Dean Construction Limited (DCL) was a specialist roofing and cladding contractor engaged by Inframatrix Investments Limited (IIL) to undertake works at a factory. The contract was originally prepared by IIL's lawyers but the final executed version reflected DCL's amendments to the proposed twelve year contractual limitation period at clause 17.4 as follows: "No action or proceedings under or in respect of this Agreement shall be brought against the Contractor after (a) the expiry of 1 year from the date of Practical Completion of the Services or; (b) where such date does not occur, the expiry of 1 year from the date the Contractor last performed Services in relation to the Project."

DCL undertook the relevant works between November and December 2008. Snagging items were completed in February 2009, at which point DCL maintained that its works were complete.

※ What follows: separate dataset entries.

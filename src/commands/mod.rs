//! CLI command implementations.

mod config;
mod open;
mod search;
mod stats;
mod status;
mod stop;
mod thumbnail;
mod upload;

pub use config::ConfigCmd;
pub use open::OpenCmd;
pub use search::SearchCmd;
pub use stats::StatsCmd;
pub use status::StatusCmd;
pub use stop::StopCmd;
pub use thumbnail::ThumbnailCmd;
pub use upload::UploadCmd;

use anyhow::{Context, Result};

use crate::config::ClientConfig;
use crate::session::ClientSession;

/// Load config and build a session for the current environment.
fn open_session() -> Result<(ClientConfig, ClientSession)> {
    let config = ClientConfig::load()?;
    let session = ClientSession::from_env(&config);
    Ok((config, session))
}

/// Bootstrap the backend, failing with a blocking error when it never comes up.
async fn ready(session: &ClientSession) -> Result<&crate::gateway::Gateway> {
    session
        .ready_gateway()
        .await
        .context("Inkling backend is unavailable. Restart the app to try again.")
}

In October 2009 IIL initiated the pre-action protocol procedure alleging the works undertaken by DCL were defective. A site meeting between the parties took place in March 2010, after which DCL offered to return to the site to carry out further investigative and remedial work. IIL rejected this offer and proceedings were issued in December 2010.

The dispute focused on the contractual limitation period at clause 17.4 and when time started to run. IIL contended that practical completion of the services had not been achieved and, by implication, clause 17.4 (b) would only apply where practical completion "does not occur because time for occurrence is no longer expected to be achieved by the client". The Court rejected these arguments. The implied words on clause 17.4(b) were unnecessary and unjustified as it would mean IIL would be able to dictate the point at which time would begin to run. As there was no mechanism for "Practical Completion of the Services" to be certified and the contract did not adequately define what it meant, clause 17.4(b) applied, and time would run out one year from when DCL last performed services. On this point DCL argued that it last performed services in February 2009. IIL disagreed and asserted it was in March 2010 when DCL undertook an inspection. The Court rejected IIL's assertion as the site meeting and investigations in March 2010 were undertaken as part of the pre-action protocol; they were not in the performance of the services under the contract. As a result, the claim was issued more than a year later, and was out of time.

Practical Tips

  • Before agreeing to limitation periods shorter than the normal contractual limitation consider whether they could be problematic in the future.
  • Ensure contractual limitation provisions are clear on the date when time begins to run. The courts are unlikely to infer the intention of the parties.
  • As soon as a potential dispute arises, check the contract and diarise the limitation period. If you are in doubt over which contractual limitation period is applicable, always choose the worst case scenario and plan against the shortest limitation deadline.
  • If time is running out before a dispute is settled, either seek the other party's agreement to extend the contractual limitation period, or issue proceedings and seek a stay to allow pre-action protocol steps to be followed.

The content of this article is intended to provide a general guide to the subject matter. Specialist advice should be sought about your specific circumstances.